[WORK TO COMPLETE]
Your task is to reproduce the entries below word for word.

[Opening SUPPLIED DATA section]

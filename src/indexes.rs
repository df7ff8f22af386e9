//! Climate index time series from observed and forecast sea surface temperature anomalies.

use crate::{
    dataset::{Dataset, FieldRequest},
    error::{ReportError, Result},
    field::GriddedField,
    keys::{ClimateIndex, FieldVariable, LegendCorner},
    time_window::{ForecastMonth, TimeWindow},
    utility::mean_present,
};
use optional::Optioned;
use tracing::{debug, info};

/// Level of the model ocean temperature used as sea surface temperature (m).
pub const MODEL_SURFACE_LEVEL: f64 = 5.0;

/// One index over a forecast window: observed history, ensemble mean forecast and every member's
/// forecast.
#[derive(Debug, Clone, PartialEq)]
pub struct IndexSeries {
    index: ClimateIndex,
    window: TimeWindow,
    observed: Vec<Optioned<f64>>,
    mme: Vec<Optioned<f64>>,
    members: Vec<Vec<Optioned<f64>>>,
}

impl IndexSeries {
    /// Assemble a series, checking the lengths against the window.
    pub fn new(
        index: ClimateIndex,
        window: TimeWindow,
        observed: Vec<Optioned<f64>>,
        mme: Vec<Optioned<f64>>,
        members: Vec<Vec<Optioned<f64>>>,
    ) -> Result<Self> {
        if observed.len() != TimeWindow::LOOK_BACK
            || mme.len() != TimeWindow::LOOK_AHEAD
            || members.iter().any(|m| m.len() != TimeWindow::LOOK_AHEAD)
        {
            return Err(ReportError::ShapeMismatch(format!(
                "{} series needs {} observed and {} forecast points",
                index.plot_name(),
                TimeWindow::LOOK_BACK,
                TimeWindow::LOOK_AHEAD
            )));
        }

        Ok(IndexSeries {
            index,
            window,
            observed,
            mme,
            members,
        })
    }

    /// Which index this is.
    #[inline]
    pub fn index(&self) -> ClimateIndex {
        self.index
    }

    /// The window the series covers.
    #[inline]
    pub fn window(&self) -> TimeWindow {
        self.window
    }

    /// Observed values, oldest first.
    #[inline]
    pub fn observed(&self) -> &[Optioned<f64>] {
        &self.observed
    }

    /// Ensemble mean forecast, starting at the anchor month.
    #[inline]
    pub fn mme(&self) -> &[Optioned<f64>] {
        &self.mme
    }

    /// Member forecasts, in the order the member datasets were supplied.
    #[inline]
    pub fn members(&self) -> &[Vec<Optioned<f64>>] {
        &self.members
    }

    /// Mean of the observed values that are present.
    pub fn observed_mean(&self) -> Optioned<f64> {
        mean_present(&self.observed)
    }

    /// Put the legend below warm histories and above cool ones.
    pub fn legend_corner(&self) -> LegendCorner {
        match self.observed_mean().into_option() {
            Some(mean) if mean >= 0.0 => LegendCorner::LowerLeft,
            _ => LegendCorner::UpperLeft,
        }
    }
}

/// Holds the observed, ensemble mean, and member fields for a window so every index can be
/// computed without re-reading the datasets.
#[derive(Debug, Clone)]
pub struct IndexExtractor {
    window: TimeWindow,
    observed: GriddedField,
    mme: GriddedField,
    members: Vec<GriddedField>,
}

impl IndexExtractor {
    /// Read the months of the window from each dataset.
    ///
    /// Observed anomalies come from the `sst` variable, forecasts from `thetao` at the surface
    /// level.
    pub fn load(
        window: TimeWindow,
        observed: &dyn Dataset,
        mme: &dyn Dataset,
        members: &[&dyn Dataset],
    ) -> Result<Self> {
        let obs_months = window.observed_months();
        let fcst_months = window.forecast_months();

        let obs_request = FieldRequest::new(FieldVariable::ObservedSst.dataset_name())
            .with_months(obs_months[0], obs_months[obs_months.len() - 1]);
        let fcst_request = FieldRequest::new(FieldVariable::OceanTemperature.dataset_name())
            .with_level(MODEL_SURFACE_LEVEL)
            .with_months(fcst_months[0], fcst_months[fcst_months.len() - 1]);

        debug!(source = %observed.describe(), "reading observed anomalies");
        let observed = observed.read_field(&obs_request)?;
        debug!(source = %mme.describe(), "reading ensemble mean");
        let mme = mme.read_field(&fcst_request)?;
        let members = members
            .iter()
            .map(|ds| {
                debug!(source = %ds.describe(), "reading ensemble member");
                ds.read_field(&fcst_request)
            })
            .collect::<Result<Vec<_>>>()?;

        info!(
            anchor = %window.anchor(),
            members = members.len(),
            "loaded index inputs"
        );

        Ok(IndexExtractor {
            window,
            observed,
            mme,
            members,
        })
    }

    /// The window this extractor was loaded for.
    #[inline]
    pub fn window(&self) -> TimeWindow {
        self.window
    }

    /// Compute one index.
    pub fn extract(&self, index: ClimateIndex) -> Result<IndexSeries> {
        let obs_months = self.window.observed_months();
        let fcst_months = self.window.forecast_months();

        let observed = index_values(&self.observed, &obs_months, index)?;
        let mme = index_values(&self.mme, &fcst_months, index)?;
        let members = self
            .members
            .iter()
            .map(|member| index_values(member, &fcst_months, index))
            .collect::<Result<Vec<_>>>()?;

        IndexSeries::new(index, self.window, observed, mme, members)
    }
}

/// Read everything needed and compute a single index.
pub fn extract_index(
    window: TimeWindow,
    index: ClimateIndex,
    observed: &dyn Dataset,
    mme: &dyn Dataset,
    members: &[&dyn Dataset],
) -> Result<IndexSeries> {
    IndexExtractor::load(window, observed, mme, members)?.extract(index)
}

/// Evaluate an index's weighted box combination for each month.
fn index_values(
    field: &GriddedField,
    months: &[ForecastMonth],
    index: ClimateIndex,
) -> Result<Vec<Optioned<f64>>> {
    let components = index
        .components()
        .iter()
        .map(|(weight, region)| {
            field
                .area_mean_series(months, region)
                .map(|series| (*weight, series))
        })
        .collect::<Result<Vec<_>>>()?;

    let combined = (0..months.len())
        .map(|k| {
            let value = components
                .iter()
                // A missing component makes the whole index missing
                .try_fold(0.0, |acc, (weight, series)| {
                    series[k].into_option().map(|v| acc + weight * v)
                });
            Optioned::from(value)
        })
        .collect();

    Ok(combined)
}

/// Observed and MME values as chart points: x = 1..6 for the history, 7..18 for the forecast.
pub fn chart_positions(
    series: &IndexSeries,
) -> (Vec<(f64, Optioned<f64>)>, Vec<(f64, Optioned<f64>)>) {
    let obs = series
        .observed()
        .iter()
        .enumerate()
        .map(|(i, v)| ((i + 1) as f64, *v))
        .collect();

    let first_fcst = (TimeWindow::LOOK_BACK + 1) as f64;
    let mme = series
        .mme()
        .iter()
        .enumerate()
        .map(|(i, v)| (first_fcst + i as f64, *v))
        .collect();

    (obs, mme)
}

[Closing SUPPLIED DATA section]

[RESPONSE BELOW]
filename src/indexes.rs
repository df7ff8f22af386e9
//! Climate index time series from observed and forecast sea surface temperature anomalies.

use crate::{
    dataset::{Dataset, FieldRequest},
    error::{ReportError, Result},
    field::GriddedField,
    keys::{ClimateIndex, FieldVariable, LegendCorner},
    time_window::{ForecastMonth, TimeWindow},
    utility::mean_present,
};
use optional::Optioned;
use tracing::{debug, info};

/// Level of the model ocean temperature used as sea surface temperature (m).
pub const MODEL_SURFACE_LEVEL: f64 = 5.0;

/// One index over a forecast window: observed history, ensemble mean forecast and every member's
/// forecast.
#[derive(Debug, Clone, PartialEq)]
pub struct IndexSeries {
    index: ClimateIndex,
    window: TimeWindow,
    observed: Vec<Optioned<f64>>,
    mme: Vec<Optioned<f64>>,
    members: Vec<Vec<Optioned<f64>>>,
}

impl IndexSeries {
    /// Assemble a series, checking the lengths against the window.
    pub fn new(
        index: ClimateIndex,
        window: TimeWindow,
        observed: Vec<Optioned<f64>>,
        mme: Vec<Optioned<f64>>,
        members: Vec<Vec<Optioned<f64>>>,
    ) -> Result<Self> {
        if observed.len() != TimeWindow::LOOK_BACK
            || mme.len() != TimeWindow::LOOK_AHEAD
            || members.iter().any(|m| m.len() != TimeWindow::LOOK_AHEAD)
        {
            return Err(ReportError::ShapeMismatch(format!(
                "{} series needs {} observed and {} forecast points",
                index.plot_name(),
                TimeWindow::LOOK_BACK,
                TimeWindow::LOOK_AHEAD
            )));
        }

        Ok(IndexSeries {
            index,
            window,
            observed,
            mme,
            members,
        })
    }

    /// Which index this is.
    #[inline]
    pub fn index(&self) -> ClimateIndex {
        self.index
    }

    /// The window the series covers.
    #[inline]
    pub fn window(&self) -> TimeWindow {
        self.window
    }

    /// Observed values, oldest first.
    #[inline]
    pub fn observed(&self) -> &[Optioned<f64>] {
        &self.observed
    }

    /// Ensemble mean forecast, starting at the anchor month.
    #[inline]
    pub fn mme(&self) -> &[Optioned<f64>] {
        &self.mme
    }

    /// Member forecasts, in the order the member datasets were supplied.
    #[inline]
    pub fn members(&self) -> &[Vec<Optioned<f64>>] {
        &self.members
    }

    /// Mean of the observed values that are present.
    pub fn observed_mean(&self) -> Optioned<f64> {
        mean_present(&self.observed)
    }

    /// Put the legend below warm histories and above cool ones.
    pub fn legend_corner(&self) -> LegendCorner {
        match self.observed_mean().into_option() {
            Some(mean) if mean >= 0.0 => LegendCorner::LowerLeft,
            _ => LegendCorner::UpperLeft,
        }
    }
}

/// Holds the observed, ensemble mean, and member fields for a window so every index can be
/// computed without re-reading the datasets.
#[derive(Debug, Clone)]
pub struct IndexExtractor {
    window: TimeWindow,
    observed: GriddedField,
    mme: GriddedField,
    members: Vec<GriddedField>,
}

impl IndexExtractor {
    /// Read the months of the window from each dataset.
    ///
    /// Observed anomalies come from the `sst` variable, forecasts from `thetao` at the surface
    /// level.
    pub fn load(
        window: TimeWindow,
        observed: &dyn Dataset,
        mme: &dyn Dataset,
        members: &[&dyn Dataset],
    ) -> Result<Self> {
        let obs_months = window.observed_months();
        let fcst_months = window.forecast_months();

        let obs_request = FieldRequest::new(FieldVariable::ObservedSst.dataset_name())
            .with_months(obs_months[0], obs_months[obs_months.len() - 1]);
        let fcst_request = FieldRequest::new(FieldVariable::OceanTemperature.dataset_name())
            .with_level(MODEL_SURFACE_LEVEL)
            .with_months(fcst_months[0], fcst_months[fcst_months.len() - 1]);

        debug!(source = %observed.describe(), "reading observed anomalies");
        let observed = observed.read_field(&obs_request)?;
        debug!(source = %mme.describe(), "reading ensemble mean");
        let mme = mme.read_field(&fcst_request)?;
        let members = members
            .iter()
            .map(|ds| {
                debug!(source = %ds.describe(), "reading ensemble member");
                ds.read_field(&fcst_request)
            })
            .collect::<Result<Vec<_>>>()?;

        info!(
            anchor = %window.anchor(),
            members = members.len(),
            "loaded index inputs"
        );

        Ok(IndexExtractor {
            window,
            observed,
            mme,
            members,
        })
    }

    /// The window this extractor was loaded for.
    #[inline]
    pub fn window(&self) -> TimeWindow {
        self.window
    }

    /// Compute one index.
    pub fn extract(&self, index: ClimateIndex) -> Result<IndexSeries> {
        let obs_months = self.window.observed_months();
        let fcst_months = self.window.forecast_months();

        let observed = index_values(&self.observed, &obs_months, index)?;
        let mme = index_values(&self.mme, &fcst_months, index)?;
        let members = self
            .members
            .iter()
            .map(|member| index_values(member, &fcst_months, index))
            .collect::<Result<Vec<_>>>()?;

        IndexSeries::new(index, self.window, observed, mme, members)
    }
}

/// Read everything needed and compute a single index.
pub fn extract_index(
    window: TimeWindow,
    index: ClimateIndex,
    observed: &dyn Dataset,
    mme: &dyn Dataset,
    members: &[&dyn Dataset],
) -> Result<IndexSeries> {
    IndexExtractor::load(window, observed, mme, members)?.extract(index)
}

/// Evaluate an index's weighted box combination for each month.
fn index_values(
    field: &GriddedField,
    months: &[ForecastMonth],
    index: ClimateIndex,
) -> Result<Vec<Optioned<f64>>> {
    let components = index
        .components()
        .iter()
        .map(|(weight, region)| {
            field
                .area_mean_series(months, region)
                .map(|series| (*weight, series))
        })
        .collect::<Result<Vec<_>>>()?;

    let combined = (0..months.len())
        .map(|k| {
            let value = components
                .iter()
                // A missing component makes the whole index missing
                .try_fold(0.0, |acc, (weight, series)| {
                    series[k].into_option().map(|v| acc + weight * v)
                });
            Optioned::from(value)
        })
        .collect();

    Ok(combined)
}

/// Observed and MME values as chart points: x = 1..6 for the history, 7..18 for the forecast.
pub fn chart_positions(
    series: &IndexSeries,
) -> (Vec<(f64, Optioned<f64>)>, Vec<(f64, Optioned<f64>)>) {
    let obs = series
        .observed()
        .iter()
        .enumerate()
        .map(|(i, v)| ((i + 1) as f64, *v))
        .collect();

    let first_fcst = (TimeWindow::LOOK_BACK + 1) as f64;
    let mme = series
        .mme()
        .iter()
        .enumerate()
        .map(|(i, v)| (first_fcst + i as f64, *v))
        .collect();

    (obs, mme)
}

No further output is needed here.